Exercise — Scan the lines below for the word "bytes". Copy each line you find it in.

Input data —
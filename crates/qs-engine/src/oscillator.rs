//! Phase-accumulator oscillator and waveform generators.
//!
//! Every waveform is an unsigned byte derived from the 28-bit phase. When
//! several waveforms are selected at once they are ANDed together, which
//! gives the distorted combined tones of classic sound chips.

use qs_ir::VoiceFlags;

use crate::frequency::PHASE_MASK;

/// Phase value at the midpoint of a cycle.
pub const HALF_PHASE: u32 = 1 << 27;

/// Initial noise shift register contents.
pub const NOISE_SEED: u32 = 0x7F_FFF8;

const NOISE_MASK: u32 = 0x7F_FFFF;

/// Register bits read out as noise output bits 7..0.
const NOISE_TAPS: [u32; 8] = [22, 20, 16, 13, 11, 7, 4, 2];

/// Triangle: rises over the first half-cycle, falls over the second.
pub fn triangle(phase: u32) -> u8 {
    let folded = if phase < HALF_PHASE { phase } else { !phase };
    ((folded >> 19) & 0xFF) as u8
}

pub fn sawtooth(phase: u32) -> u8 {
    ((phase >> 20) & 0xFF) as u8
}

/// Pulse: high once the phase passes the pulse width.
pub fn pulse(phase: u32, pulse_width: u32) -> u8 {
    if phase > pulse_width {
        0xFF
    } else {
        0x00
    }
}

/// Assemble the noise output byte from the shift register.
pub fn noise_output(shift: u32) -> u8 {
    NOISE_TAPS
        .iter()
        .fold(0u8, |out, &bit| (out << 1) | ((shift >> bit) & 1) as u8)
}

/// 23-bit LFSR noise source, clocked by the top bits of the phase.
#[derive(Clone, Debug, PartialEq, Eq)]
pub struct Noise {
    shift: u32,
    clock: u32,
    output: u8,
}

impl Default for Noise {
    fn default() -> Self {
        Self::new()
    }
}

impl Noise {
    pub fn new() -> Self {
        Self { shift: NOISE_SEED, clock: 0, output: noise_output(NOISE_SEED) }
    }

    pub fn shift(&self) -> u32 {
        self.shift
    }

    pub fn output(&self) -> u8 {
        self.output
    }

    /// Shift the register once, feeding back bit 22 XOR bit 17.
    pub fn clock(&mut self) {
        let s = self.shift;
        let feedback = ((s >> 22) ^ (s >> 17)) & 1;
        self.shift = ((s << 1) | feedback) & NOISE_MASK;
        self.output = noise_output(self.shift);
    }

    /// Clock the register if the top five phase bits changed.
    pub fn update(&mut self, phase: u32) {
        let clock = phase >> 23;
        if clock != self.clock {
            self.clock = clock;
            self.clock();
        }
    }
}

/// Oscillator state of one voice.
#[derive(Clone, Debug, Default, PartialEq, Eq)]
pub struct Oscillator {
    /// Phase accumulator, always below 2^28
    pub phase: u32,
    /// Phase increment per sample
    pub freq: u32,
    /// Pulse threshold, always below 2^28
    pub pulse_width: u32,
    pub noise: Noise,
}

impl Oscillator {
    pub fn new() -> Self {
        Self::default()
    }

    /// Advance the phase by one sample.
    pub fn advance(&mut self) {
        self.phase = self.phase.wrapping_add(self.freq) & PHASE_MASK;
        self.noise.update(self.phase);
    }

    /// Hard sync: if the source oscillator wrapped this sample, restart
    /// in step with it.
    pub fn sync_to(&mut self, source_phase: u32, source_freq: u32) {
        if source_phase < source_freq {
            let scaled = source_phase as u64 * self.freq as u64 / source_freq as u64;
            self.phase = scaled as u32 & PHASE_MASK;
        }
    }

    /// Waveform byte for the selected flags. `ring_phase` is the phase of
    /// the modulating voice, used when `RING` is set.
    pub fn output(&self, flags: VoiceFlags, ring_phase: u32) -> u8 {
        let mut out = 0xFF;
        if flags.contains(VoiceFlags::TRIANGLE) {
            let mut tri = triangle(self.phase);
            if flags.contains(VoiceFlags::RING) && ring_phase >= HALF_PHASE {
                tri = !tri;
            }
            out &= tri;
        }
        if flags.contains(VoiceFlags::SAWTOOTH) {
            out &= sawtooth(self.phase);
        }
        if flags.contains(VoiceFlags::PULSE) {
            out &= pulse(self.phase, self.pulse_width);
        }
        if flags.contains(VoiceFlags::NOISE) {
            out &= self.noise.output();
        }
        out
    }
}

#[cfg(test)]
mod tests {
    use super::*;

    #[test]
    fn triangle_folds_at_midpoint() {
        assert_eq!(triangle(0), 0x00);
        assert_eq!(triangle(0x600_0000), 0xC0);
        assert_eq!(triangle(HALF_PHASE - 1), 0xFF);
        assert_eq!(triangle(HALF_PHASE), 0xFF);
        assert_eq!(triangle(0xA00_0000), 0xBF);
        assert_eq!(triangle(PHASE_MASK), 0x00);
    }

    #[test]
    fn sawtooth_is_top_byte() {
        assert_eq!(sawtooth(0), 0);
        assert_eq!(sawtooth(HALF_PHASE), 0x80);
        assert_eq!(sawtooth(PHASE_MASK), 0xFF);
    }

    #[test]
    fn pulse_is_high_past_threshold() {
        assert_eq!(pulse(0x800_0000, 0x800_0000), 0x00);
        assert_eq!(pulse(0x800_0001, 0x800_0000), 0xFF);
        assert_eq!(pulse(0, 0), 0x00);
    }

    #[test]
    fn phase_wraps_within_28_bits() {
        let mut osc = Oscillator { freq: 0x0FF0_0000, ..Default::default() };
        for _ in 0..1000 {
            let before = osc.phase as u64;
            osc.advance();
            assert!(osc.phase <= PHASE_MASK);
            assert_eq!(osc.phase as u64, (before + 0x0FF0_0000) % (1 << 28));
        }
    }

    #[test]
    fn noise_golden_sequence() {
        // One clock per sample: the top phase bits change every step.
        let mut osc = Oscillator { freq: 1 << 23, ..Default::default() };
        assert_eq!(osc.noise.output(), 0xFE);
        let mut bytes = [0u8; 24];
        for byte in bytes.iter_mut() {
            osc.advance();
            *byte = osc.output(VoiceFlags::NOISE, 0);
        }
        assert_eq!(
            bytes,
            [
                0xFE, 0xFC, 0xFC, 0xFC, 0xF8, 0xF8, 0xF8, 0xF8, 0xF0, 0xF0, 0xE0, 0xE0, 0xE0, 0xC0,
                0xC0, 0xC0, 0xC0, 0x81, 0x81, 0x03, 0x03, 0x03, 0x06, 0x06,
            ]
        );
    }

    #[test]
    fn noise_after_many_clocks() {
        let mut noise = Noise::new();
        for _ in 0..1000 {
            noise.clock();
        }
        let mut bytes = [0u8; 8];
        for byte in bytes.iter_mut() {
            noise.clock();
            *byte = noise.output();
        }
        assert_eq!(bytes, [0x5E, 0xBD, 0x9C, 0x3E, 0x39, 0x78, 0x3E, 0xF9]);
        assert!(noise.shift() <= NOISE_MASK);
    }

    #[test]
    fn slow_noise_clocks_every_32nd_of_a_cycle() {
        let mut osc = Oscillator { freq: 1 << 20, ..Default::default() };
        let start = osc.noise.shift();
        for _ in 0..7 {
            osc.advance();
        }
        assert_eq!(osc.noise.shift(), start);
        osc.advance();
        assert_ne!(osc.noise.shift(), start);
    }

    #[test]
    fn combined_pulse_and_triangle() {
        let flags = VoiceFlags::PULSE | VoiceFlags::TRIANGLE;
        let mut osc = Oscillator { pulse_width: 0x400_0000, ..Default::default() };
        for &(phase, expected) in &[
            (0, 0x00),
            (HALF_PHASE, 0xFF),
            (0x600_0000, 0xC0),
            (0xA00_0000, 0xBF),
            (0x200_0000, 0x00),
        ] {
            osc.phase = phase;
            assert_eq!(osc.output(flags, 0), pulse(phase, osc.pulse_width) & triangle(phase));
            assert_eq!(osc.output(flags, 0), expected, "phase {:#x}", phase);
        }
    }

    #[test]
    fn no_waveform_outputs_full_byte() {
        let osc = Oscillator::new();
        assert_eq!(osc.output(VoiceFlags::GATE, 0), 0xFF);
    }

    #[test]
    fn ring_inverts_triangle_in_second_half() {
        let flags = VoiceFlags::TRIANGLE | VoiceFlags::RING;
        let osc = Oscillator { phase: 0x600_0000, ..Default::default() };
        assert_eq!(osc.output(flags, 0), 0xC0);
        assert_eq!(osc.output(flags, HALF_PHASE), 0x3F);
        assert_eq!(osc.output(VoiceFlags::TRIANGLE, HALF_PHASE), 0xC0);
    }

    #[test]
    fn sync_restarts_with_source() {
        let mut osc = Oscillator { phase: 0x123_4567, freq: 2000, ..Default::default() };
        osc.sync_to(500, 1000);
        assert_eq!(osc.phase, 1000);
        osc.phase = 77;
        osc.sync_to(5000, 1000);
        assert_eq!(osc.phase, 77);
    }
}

Task response —
        let mut bytes = [0u8; 24];
        for byte in bytes.iter_mut() {
            bytes,
        let mut bytes = [0u8; 8];
        for byte in bytes.iter_mut() {
        assert_eq!(bytes, [0x5E, 0xBD, 0x9C, 0x3E, 0x39, 0x78, 0x3E, 0xF9]);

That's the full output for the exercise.